Summarize and explore your data
Generate summary statistics for one or more variables in your data. The most powerful feature in Data > Explore is that you can easy describe the data by one or more other variables. Where the Data > Pivot tab works best for frequency tables and to summarize a single numerical variable, the Data > Explore tab allows you to summarize multiple variables at the same time using various statistics.
For example, if we select price
from the diamonds
dataset we can see the number of observations (n), the mean, the median, etc. However, the mean price for each clarity level of the diamond can also be easily provided by choosing clarity
as the Group by
variable.
The created summary table can be stored in Radiant by clicking the Store
button. This can be useful if you want to create plots of the summarized data in Data > Visualize. To download the table to csv format click the download icon on the top-right.

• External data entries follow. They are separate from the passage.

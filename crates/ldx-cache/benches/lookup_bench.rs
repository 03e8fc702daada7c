use criterion::{black_box, criterion_group, criterion_main, Criterion};

use ldx_cache::format::{compress, encode_payload};
use ldx_cache::{CacheStore, MemorySource, PathNormalizer, ZlibDecompressor};

fn synthetic_paths(count: usize) -> Vec<String> {
    let dirs = ["meshes\\armor", "meshes\\weapons", "textures\\actors", "sound\\fx", "scripts"];
    let exts = [".nif", ".nif", ".dds", ".wav", ".pex"];
    (0..count)
        .map(|i| format!("data\\{}\\item{:06}{}", dirs[i % dirs.len()], i, exts[i % exts.len()]))
        .collect()
}

fn loaded_store(count: usize) -> CacheStore {
    let blob = compress(&encode_payload(&synthetic_paths(count), None)).unwrap();
    let store = CacheStore::new(
        Box::new(MemorySource::new(blob)),
        Box::new(ZlibDecompressor::new()),
        PathNormalizer::with_root("data", "root"),
    );
    store.load().unwrap();
    store
}

fn bench_resolve(c: &mut Criterion) {
    let store = loaded_store(100_000);
    let table = store.snapshot().unwrap();
    let normalizer = store.normalizer().clone();

    c.bench_function("resolve_hit_100k", |b| {
        b.iter(|| {
            let canonical = normalizer.normalize(black_box("Meshes/Weapons/item050001.nif"));
            table.resolve_canonical(&canonical)
        })
    });

    c.bench_function("resolve_miss_100k", |b| {
        b.iter(|| {
            let canonical = normalizer.normalize(black_box("meshes/weapons/missing.nif"));
            table.resolve_canonical(&canonical)
        })
    });
}

fn bench_prefix(c: &mut Criterion) {
    let store = loaded_store(100_000);
    let table = store.snapshot().unwrap();
    let normalizer = store.normalizer().clone();

    c.bench_function("prefix_textures_100k", |b| {
        b.iter(|| {
            let prefix = normalizer.normalize_prefix(black_box("textures"));
            table.prefix_range(&prefix).len()
        })
    });
}

fn bench_load(c: &mut Criterion) {
    let blob = compress(&encode_payload(&synthetic_paths(100_000), None)).unwrap();

    c.bench_function("load_100k", |b| {
        b.iter(|| {
            let store = CacheStore::new(
                Box::new(MemorySource::new(blob.clone())),
                Box::new(ZlibDecompressor::new()),
                PathNormalizer::with_root("data", "root"),
            );
            store.load().unwrap().len()
        })
    });
}

criterion_group!(benches, bench_resolve, bench_prefix, bench_load);
criterion_main!(benches);
//! Structured logging utilities for LooseDex components.
//!
//! Provides consistent logging with component prefixes and structured fields.
//!
//! # Usage
//!
//! ```ignore
//! use ldx_config::{log_cache_info, log_gate_debug};
//!
//! log_cache_info!("Cache loaded", entries = 1234);
//! log_gate_debug!("Waiting for initializer", spins = 10);
//! ```

use std::path::Path;

/// Component identifiers for log filtering
pub struct Component;

impl Component {
    pub const CACHE: &'static str = "CACHE";
    pub const LOCATION: &'static str = "LOCATION";
    pub const GATE: &'static str = "GATE";
}

/// Log levels for runtime configuration
#[derive(Debug, Clone, Copy, PartialEq, Eq)]
pub enum LogLevel {
    Error,
    Warn,
    Info,
    Debug,
    Trace,
}

impl LogLevel {
    fn as_filter(self) -> &'static str {
        match self {
            LogLevel::Error => "error",
            LogLevel::Warn => "warn",
            LogLevel::Info => "info",
            LogLevel::Debug => "debug",
            LogLevel::Trace => "trace",
        }
    }
}

// === CACHE logging macros ===

#[macro_export]
macro_rules! log_cache_error {
    ($msg:literal $(, $key:ident = $value:expr)* $(,)?) => {
        tracing::error!(component = "CACHE", $($key = $value,)* $msg)
    };
}

#[macro_export]
macro_rules! log_cache_warn {
    ($msg:literal $(, $key:ident = $value:expr)* $(,)?) => {
        tracing::warn!(component = "CACHE", $($key = $value,)* $msg)
    };
}

#[macro_export]
macro_rules! log_cache_info {
    ($msg:literal $(, $key:ident = $value:expr)* $(,)?) => {
        tracing::info!(component = "CACHE", $($key = $value,)* $msg)
    };
}

#[macro_export]
macro_rules! log_cache_debug {
    ($msg:literal $(, $key:ident = $value:expr)* $(,)?) => {
        tracing::debug!(component = "CACHE", $($key = $value,)* $msg)
    };
}

// === LOCATION logging macros ===

#[macro_export]
macro_rules! log_location_warn {
    ($msg:literal $(, $key:ident = $value:expr)* $(,)?) => {
        tracing::warn!(component = "LOCATION", $($key = $value,)* $msg)
    };
}

#[macro_export]
macro_rules! log_location_info {
    ($msg:literal $(, $key:ident = $value:expr)* $(,)?) => {
        tracing::info!(component = "LOCATION", $($key = $value,)* $msg)
    };
}

#[macro_export]
macro_rules! log_location_debug {
    ($msg:literal $(, $key:ident = $value:expr)* $(,)?) => {
        tracing::debug!(component = "LOCATION", $($key = $value,)* $msg)
    };
}

// === GATE logging macros ===

#[macro_export]
macro_rules! log_gate_info {
    ($msg:literal $(, $key:ident = $value:expr)* $(,)?) => {
        tracing::info!(component = "GATE", $($key = $value,)* $msg)
    };
}

#[macro_export]
macro_rules! log_gate_debug {
    ($msg:literal $(, $key:ident = $value:expr)* $(,)?) => {
        tracing::debug!(component = "GATE", $($key = $value,)* $msg)
    };
}

/// Emit the framed timing block used by performance diagnostics.
pub fn log_performance_block(cached: bool, mode: &str, loose_file_count: usize, execution_ms: f64) {
    let title = if cached {
        "Cache Performance"
    } else {
        "Native Performance"
    };
    tracing::info!("========== {} ==========", title);
    tracing::info!("Mode: {}", mode);
    tracing::info!("Loose file count: {}", loose_file_count);
    tracing::info!("Execution time: {:.3} ms", execution_ms);
    tracing::info!("========================================");
}

fn env_filter(level: LogLevel) -> tracing_subscriber::EnvFilter {
    use tracing_subscriber::EnvFilter;

    EnvFilter::try_from_env("LDX_LOG")
        .or_else(|_| EnvFilter::try_from_default_env())
        .unwrap_or_else(|_| EnvFilter::new(level.as_filter()))
}

/// Initialize stderr logging with the given level filter.
/// Call this once at application startup; later calls are ignored.
pub fn init_logging(level: LogLevel) {
    let _ = tracing_subscriber::fmt()
        .with_env_filter(env_filter(level))
        .with_target(false)
        .try_init();
}

/// Initialize logging into `dir/file_name`, truncating any previous log.
///
/// The returned guard flushes the background writer on drop and must be
/// kept alive for the lifetime of the host process.
pub fn init_file_logging(
    dir: &Path,
    file_name: &str,
    level: LogLevel,
) -> anyhow::Result<tracing_appender::non_blocking::WorkerGuard> {
    std::fs::create_dir_all(dir)?;
    let log_path = dir.join(file_name);
    if log_path.exists() {
        std::fs::remove_file(&log_path)?;
    }

    let appender = tracing_appender::rolling::never(dir, file_name);
    let (writer, guard) = tracing_appender::non_blocking(appender);

    tracing_subscriber::fmt()
        .with_env_filter(env_filter(level))
        .with_writer(writer)
        .with_ansi(false)
        .with_target(false)
        .try_init()
        .map_err(|e| anyhow::anyhow!("logger already installed: {}", e))?;

    Ok(guard)
}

You can select options from Column header
dropdown to switch between different column headers. Select either Function
(e.g., mean, median, etc), Variable
(e.g., price, carat, etc), or the levels of the (first) Group by
variable (e.g., Fair-Ideal).
Below you will find a brief description of several functions. Most functions, however, will be self-explanatory. * n
calculates the number of observations, or rows, in the data or in a group if a Group by
variable has been selected (n
uses the length
function in R) * n_distinct
calculates the number of distinct values * n_missing
calculates the number of missing values * cv
is the coefficient of variation (i.e., mean(x) / sd(x)) * sd
and var
calculate the sample standard deviation and variance * sdp
and varp
calculate the population standard deviation and variance
Use the Filter
box to select (or omit) specific sets of rows from the data. See the helpfile for Data > View for details.
For large datasets it can useful to click Pause explore
before selecting categorical and numerical variables, entering filters, etc. When you are ready to generate the explore table make sure that Pause explore
is no longer checked. When Pause explore
is not checked, any input changes will automatically result in a new table.